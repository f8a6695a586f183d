use std::sync::Arc;
use std::time::{Duration, Instant};

use chrono::Utc;
use fleet_bus::{BusTimings, LocalTransport, MessageBus, PubSubTransport};
use fleet_sdk::{AgentMetadata, InMemoryLocationStore, LocationStore};
use tokio::task::JoinHandle;
use tracing::{info, warn};

use crate::admin::AdminFeed;
use crate::bus_redis::RedisTransport;
use crate::config::AppConfig;
use crate::events::EventNotifier;
use crate::location::{LocationError, LocationRegistry};
use crate::location_redis::RedisLocationStore;
use crate::terminal_proxy::{AgentFrameSink, TerminalProxy};
use crate::ws_manager::ConnectionRegistry;

pub const DEFAULT_LOCATION_REFRESH: Duration = Duration::from_secs(20);

/// Everything one instance shares between its handlers. Components are
/// subscribed to the bus on construction; the caller starts the bus.
#[derive(Clone)]
pub struct AppState {
    start: Instant,
    bus: Arc<MessageBus>,
    locations: Arc<LocationRegistry>,
    connections: Arc<ConnectionRegistry>,
    proxy: Arc<TerminalProxy>,
    notifier: EventNotifier,
    admin: Arc<AdminFeed>,
    location_refresh: Duration,
}

impl AppState {
    pub fn new(bus: Arc<MessageBus>, store: Arc<dyn LocationStore>, proxy_buffer: usize) -> Self {
        let locations = LocationRegistry::new(Arc::clone(&bus), store);
        let connections = ConnectionRegistry::new(Arc::clone(&bus), proxy_buffer);
        let proxy = TerminalProxy::new(
            Arc::clone(&bus),
            Arc::clone(&locations),
            Arc::clone(&connections),
        );
        let notifier = EventNotifier::new(Arc::clone(&connections));
        let admin = AdminFeed::new(Arc::clone(&bus));
        Self {
            start: Instant::now(),
            bus,
            locations,
            connections,
            proxy,
            notifier,
            admin,
            location_refresh: DEFAULT_LOCATION_REFRESH,
        }
    }

    pub fn with_location_refresh(mut self, period: Duration) -> Self {
        self.location_refresh = period;
        self
    }

    /// Wire the instance against Redis when configured, otherwise run alone
    /// on process-local backends.
    pub async fn from_config(cfg: &AppConfig) -> Self {
        let timings = BusTimings {
            health_interval: cfg.health_interval,
            ..BusTimings::default()
        };
        if let Some(url) = cfg.redis_url.as_deref() {
            match connect_redis(url, &cfg.instance_id, timings).await {
                Ok((bus, store)) => {
                    return Self::new(bus, store, cfg.proxy_buffer)
                        .with_location_refresh(cfg.location_refresh);
                }
                Err(err) => {
                    warn!(
                        error = %err,
                        "failed to connect to redis; falling back to single-instance mode"
                    )
                }
            }
        } else {
            warn!("redis url missing; running single-instance with in-memory backends");
        }
        let transport: Arc<dyn PubSubTransport> = Arc::new(LocalTransport::new());
        let bus = MessageBus::new(transport, cfg.instance_id.clone(), timings);
        let store: Arc<dyn LocationStore> = InMemoryLocationStore::new();
        Self::new(bus, store, cfg.proxy_buffer).with_location_refresh(cfg.location_refresh)
    }

    pub fn uptime_secs(&self) -> u64 {
        self.start.elapsed().as_secs()
    }

    pub fn instance_id(&self) -> &str {
        self.bus.instance_id()
    }

    pub fn bus(&self) -> Arc<MessageBus> {
        Arc::clone(&self.bus)
    }

    pub fn locations(&self) -> Arc<LocationRegistry> {
        Arc::clone(&self.locations)
    }

    pub fn connections(&self) -> Arc<ConnectionRegistry> {
        Arc::clone(&self.connections)
    }

    pub fn proxy(&self) -> Arc<TerminalProxy> {
        Arc::clone(&self.proxy)
    }

    pub fn notifier(&self) -> EventNotifier {
        self.notifier.clone()
    }

    pub fn admin(&self) -> Arc<AdminFeed> {
        Arc::clone(&self.admin)
    }

    /// Claim an agent's control connection for this instance and route its
    /// terminal frames here. The returned refresh handle goes back to
    /// [`AppState::agent_disconnected`].
    pub async fn agent_connected(
        &self,
        agent_id: &str,
        user_id: &str,
        metadata: AgentMetadata,
        sink: Arc<dyn AgentFrameSink>,
    ) -> Result<JoinHandle<()>, LocationError> {
        self.locations
            .register_location(agent_id, user_id, metadata, Utc::now())
            .await?;
        self.proxy.attach_agent(agent_id, sink);
        info!(agent_id, user_id, "agent attached");
        Ok(self
            .locations
            .spawn_refresh(agent_id.to_string(), self.location_refresh))
    }

    pub async fn agent_disconnected(
        &self,
        agent_id: &str,
        user_id: &str,
        refresher: JoinHandle<()>,
    ) -> Result<(), LocationError> {
        refresher.abort();
        self.proxy.detach_agent(agent_id);
        self.locations.unregister_location(agent_id, user_id).await
    }
}

async fn connect_redis(
    url: &str,
    instance_id: &str,
    timings: BusTimings,
) -> Result<(Arc<MessageBus>, Arc<dyn LocationStore>), Box<dyn std::error::Error + Send + Sync>> {
    let transport: Arc<dyn PubSubTransport> = Arc::new(RedisTransport::connect(url).await?);
    let bus = MessageBus::connect(transport, instance_id, timings).await?;
    let store: Arc<dyn LocationStore> = Arc::new(RedisLocationStore::connect(url).await?);
    Ok((bus, store))
}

**Problem:** Make a verbatim transcription of all the material.

**Result of this task:**
repository f8a6695a586f183d
use std::sync::Arc;
use std::time::{Duration, Instant};

use chrono::Utc;
use fleet_bus::{BusTimings, LocalTransport, MessageBus, PubSubTransport};
use fleet_sdk::{AgentMetadata, InMemoryLocationStore, LocationStore};
use tokio::task::JoinHandle;
use tracing::{info, warn};

use crate::admin::AdminFeed;
use crate::bus_redis::RedisTransport;
use crate::config::AppConfig;
use crate::events::EventNotifier;
use crate::location::{LocationError, LocationRegistry};
use crate::location_redis::RedisLocationStore;
use crate::terminal_proxy::{AgentFrameSink, TerminalProxy};
use crate::ws_manager::ConnectionRegistry;

pub const DEFAULT_LOCATION_REFRESH: Duration = Duration::from_secs(20);

/// Everything one instance shares between its handlers. Components are
/// subscribed to the bus on construction; the caller starts the bus.
#[derive(Clone)]
pub struct AppState {
    start: Instant,
    bus: Arc<MessageBus>,
    locations: Arc<LocationRegistry>,
    connections: Arc<ConnectionRegistry>,
    proxy: Arc<TerminalProxy>,
    notifier: EventNotifier,
    admin: Arc<AdminFeed>,
    location_refresh: Duration,
}

impl AppState {
    pub fn new(bus: Arc<MessageBus>, store: Arc<dyn LocationStore>, proxy_buffer: usize) -> Self {
        let locations = LocationRegistry::new(Arc::clone(&bus), store);
        let connections = ConnectionRegistry::new(Arc::clone(&bus), proxy_buffer);
        let proxy = TerminalProxy::new(
            Arc::clone(&bus),
            Arc::clone(&locations),
            Arc::clone(&connections),
        );
        let notifier = EventNotifier::new(Arc::clone(&connections));
        let admin = AdminFeed::new(Arc::clone(&bus));
        Self {
            start: Instant::now(),
            bus,
            locations,
            connections,
            proxy,
            notifier,
            admin,
            location_refresh: DEFAULT_LOCATION_REFRESH,
        }
    }

    pub fn with_location_refresh(mut self, period: Duration) -> Self {
        self.location_refresh = period;
        self
    }

    /// Wire the instance against Redis when configured, otherwise run alone
    /// on process-local backends.
    pub async fn from_config(cfg: &AppConfig) -> Self {
        let timings = BusTimings {
            health_interval: cfg.health_interval,
            ..BusTimings::default()
        };
        if let Some(url) = cfg.redis_url.as_deref() {
            match connect_redis(url, &cfg.instance_id, timings).await {
                Ok((bus, store)) => {
                    return Self::new(bus, store, cfg.proxy_buffer)
                        .with_location_refresh(cfg.location_refresh);
                }
                Err(err) => {
                    warn!(
                        error = %err,
                        "failed to connect to redis; falling back to single-instance mode"
                    )
                }
            }
        } else {
            warn!("redis url missing; running single-instance with in-memory backends");
        }
        let transport: Arc<dyn PubSubTransport> = Arc::new(LocalTransport::new());
        let bus = MessageBus::new(transport, cfg.instance_id.clone(), timings);
        let store: Arc<dyn LocationStore> = InMemoryLocationStore::new();
        Self::new(bus, store, cfg.proxy_buffer).with_location_refresh(cfg.location_refresh)
    }

    pub fn uptime_secs(&self) -> u64 {
        self.start.elapsed().as_secs()
    }

    pub fn instance_id(&self) -> &str {
        self.bus.instance_id()
    }

    pub fn bus(&self) -> Arc<MessageBus> {
        Arc::clone(&self.bus)
    }

    pub fn locations(&self) -> Arc<LocationRegistry> {
        Arc::clone(&self.locations)
    }

    pub fn connections(&self) -> Arc<ConnectionRegistry> {
        Arc::clone(&self.connections)
    }

    pub fn proxy(&self) -> Arc<TerminalProxy> {
        Arc::clone(&self.proxy)
    }

    pub fn notifier(&self) -> EventNotifier {
        self.notifier.clone()
    }

    pub fn admin(&self) -> Arc<AdminFeed> {
        Arc::clone(&self.admin)
    }

    /// Claim an agent's control connection for this instance and route its
    /// terminal frames here. The returned refresh handle goes back to
    /// [`AppState::agent_disconnected`].
    pub async fn agent_connected(
        &self,
        agent_id: &str,
        user_id: &str,
        metadata: AgentMetadata,
        sink: Arc<dyn AgentFrameSink>,
    ) -> Result<JoinHandle<()>, LocationError> {
        self.locations
            .register_location(agent_id, user_id, metadata, Utc::now())
            .await?;
        self.proxy.attach_agent(agent_id, sink);
        info!(agent_id, user_id, "agent attached");
        Ok(self
            .locations
            .spawn_refresh(agent_id.to_string(), self.location_refresh))
    }

    pub async fn agent_disconnected(
        &self,
        agent_id: &str,
        user_id: &str,
        refresher: JoinHandle<()>,
    ) -> Result<(), LocationError> {
        refresher.abort();
        self.proxy.detach_agent(agent_id);
        self.locations.unregister_location(agent_id, user_id).await
    }
}

async fn connect_redis(
    url: &str,
    instance_id: &str,
    timings: BusTimings,
) -> Result<(Arc<MessageBus>, Arc<dyn LocationStore>), Box<dyn std::error::Error + Send + Sync>> {
    let transport: Arc<dyn PubSubTransport> = Arc::new(RedisTransport::connect(url).await?);
    let bus = MessageBus::connect(transport, instance_id, timings).await?;
    let store: Arc<dyn LocationStore> = Arc::new(RedisLocationStore::connect(url).await?);
    Ok((bus, store))
}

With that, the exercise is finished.